Study material:
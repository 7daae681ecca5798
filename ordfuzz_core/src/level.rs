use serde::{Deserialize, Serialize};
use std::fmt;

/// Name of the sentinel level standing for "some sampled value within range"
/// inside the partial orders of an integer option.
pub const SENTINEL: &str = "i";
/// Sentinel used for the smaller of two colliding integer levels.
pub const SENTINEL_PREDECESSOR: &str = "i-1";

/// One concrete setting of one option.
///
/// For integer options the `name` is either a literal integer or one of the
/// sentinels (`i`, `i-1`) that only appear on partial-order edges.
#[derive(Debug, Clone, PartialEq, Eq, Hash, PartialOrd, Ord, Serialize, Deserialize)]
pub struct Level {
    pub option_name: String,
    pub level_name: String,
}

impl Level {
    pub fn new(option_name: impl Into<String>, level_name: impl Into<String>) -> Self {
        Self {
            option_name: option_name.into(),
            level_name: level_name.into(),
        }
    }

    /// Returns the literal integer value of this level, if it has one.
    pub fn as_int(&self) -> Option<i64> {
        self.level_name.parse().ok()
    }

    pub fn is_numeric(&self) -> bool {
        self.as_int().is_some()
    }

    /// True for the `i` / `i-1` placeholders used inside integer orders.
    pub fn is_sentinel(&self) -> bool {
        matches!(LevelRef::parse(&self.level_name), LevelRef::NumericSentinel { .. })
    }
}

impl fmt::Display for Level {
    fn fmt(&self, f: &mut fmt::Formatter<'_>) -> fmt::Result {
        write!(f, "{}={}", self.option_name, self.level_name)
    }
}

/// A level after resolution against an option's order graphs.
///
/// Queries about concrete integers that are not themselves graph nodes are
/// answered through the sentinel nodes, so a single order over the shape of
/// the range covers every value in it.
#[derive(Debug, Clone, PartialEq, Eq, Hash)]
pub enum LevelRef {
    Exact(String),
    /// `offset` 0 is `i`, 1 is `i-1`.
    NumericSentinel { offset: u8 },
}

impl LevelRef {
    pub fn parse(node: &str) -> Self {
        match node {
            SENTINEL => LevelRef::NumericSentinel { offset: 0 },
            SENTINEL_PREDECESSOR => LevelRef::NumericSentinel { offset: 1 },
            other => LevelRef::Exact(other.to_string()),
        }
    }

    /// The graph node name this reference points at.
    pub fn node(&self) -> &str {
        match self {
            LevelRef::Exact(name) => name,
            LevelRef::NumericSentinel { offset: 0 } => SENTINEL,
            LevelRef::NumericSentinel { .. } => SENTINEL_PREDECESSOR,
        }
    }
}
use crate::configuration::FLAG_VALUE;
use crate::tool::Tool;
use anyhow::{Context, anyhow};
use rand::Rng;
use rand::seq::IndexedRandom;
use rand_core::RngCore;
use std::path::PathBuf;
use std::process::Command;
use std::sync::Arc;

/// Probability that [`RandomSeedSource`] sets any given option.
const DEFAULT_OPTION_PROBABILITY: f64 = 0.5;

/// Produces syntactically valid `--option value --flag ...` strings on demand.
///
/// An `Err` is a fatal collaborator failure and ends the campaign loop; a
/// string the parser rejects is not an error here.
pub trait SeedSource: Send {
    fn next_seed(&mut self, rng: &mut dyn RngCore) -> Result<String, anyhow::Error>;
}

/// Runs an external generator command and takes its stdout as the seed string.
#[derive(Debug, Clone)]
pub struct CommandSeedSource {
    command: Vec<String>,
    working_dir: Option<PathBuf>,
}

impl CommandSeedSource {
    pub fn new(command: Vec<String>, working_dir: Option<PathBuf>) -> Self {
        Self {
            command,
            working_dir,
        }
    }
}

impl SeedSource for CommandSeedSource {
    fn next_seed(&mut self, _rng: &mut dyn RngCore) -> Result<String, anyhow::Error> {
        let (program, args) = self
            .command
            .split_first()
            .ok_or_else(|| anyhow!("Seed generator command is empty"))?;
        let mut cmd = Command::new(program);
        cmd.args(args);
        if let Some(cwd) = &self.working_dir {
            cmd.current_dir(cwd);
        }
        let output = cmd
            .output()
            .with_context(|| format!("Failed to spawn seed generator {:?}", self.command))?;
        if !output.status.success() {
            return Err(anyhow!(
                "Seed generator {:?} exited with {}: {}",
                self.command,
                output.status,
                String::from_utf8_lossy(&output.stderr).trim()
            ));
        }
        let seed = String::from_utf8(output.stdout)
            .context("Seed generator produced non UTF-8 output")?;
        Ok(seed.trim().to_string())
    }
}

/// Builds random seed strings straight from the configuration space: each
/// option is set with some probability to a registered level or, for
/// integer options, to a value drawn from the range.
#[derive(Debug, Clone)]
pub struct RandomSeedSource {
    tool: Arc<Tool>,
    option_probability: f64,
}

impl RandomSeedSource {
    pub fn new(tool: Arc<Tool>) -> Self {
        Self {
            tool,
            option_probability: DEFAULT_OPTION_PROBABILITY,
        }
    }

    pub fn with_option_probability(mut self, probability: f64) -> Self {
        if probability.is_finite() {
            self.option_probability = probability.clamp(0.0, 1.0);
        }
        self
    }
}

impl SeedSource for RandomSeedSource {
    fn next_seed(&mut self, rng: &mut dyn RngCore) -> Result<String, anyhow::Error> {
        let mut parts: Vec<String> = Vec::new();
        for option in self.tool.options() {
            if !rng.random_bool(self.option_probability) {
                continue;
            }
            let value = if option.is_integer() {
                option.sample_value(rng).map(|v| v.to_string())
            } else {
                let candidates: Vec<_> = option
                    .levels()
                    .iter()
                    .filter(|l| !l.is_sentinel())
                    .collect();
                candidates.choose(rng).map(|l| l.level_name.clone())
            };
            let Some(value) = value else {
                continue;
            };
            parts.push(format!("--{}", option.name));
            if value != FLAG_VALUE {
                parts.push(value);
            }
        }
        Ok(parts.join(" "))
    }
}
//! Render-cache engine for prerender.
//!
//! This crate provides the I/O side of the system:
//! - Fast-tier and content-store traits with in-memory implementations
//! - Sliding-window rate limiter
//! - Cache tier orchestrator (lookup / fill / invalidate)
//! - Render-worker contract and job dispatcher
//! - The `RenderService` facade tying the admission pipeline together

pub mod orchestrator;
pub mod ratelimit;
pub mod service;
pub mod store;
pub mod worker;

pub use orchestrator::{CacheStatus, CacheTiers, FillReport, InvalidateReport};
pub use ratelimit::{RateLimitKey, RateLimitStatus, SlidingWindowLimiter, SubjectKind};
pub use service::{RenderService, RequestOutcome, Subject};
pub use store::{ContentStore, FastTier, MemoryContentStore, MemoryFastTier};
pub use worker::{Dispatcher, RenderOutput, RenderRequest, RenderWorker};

Work instruction: Copy each line above where "Deserialize" appears.

Problem solution:
use serde::{Deserialize, Serialize};
#[derive(Debug, Clone, PartialEq, Eq, Hash, PartialOrd, Ord, Serialize, Deserialize)]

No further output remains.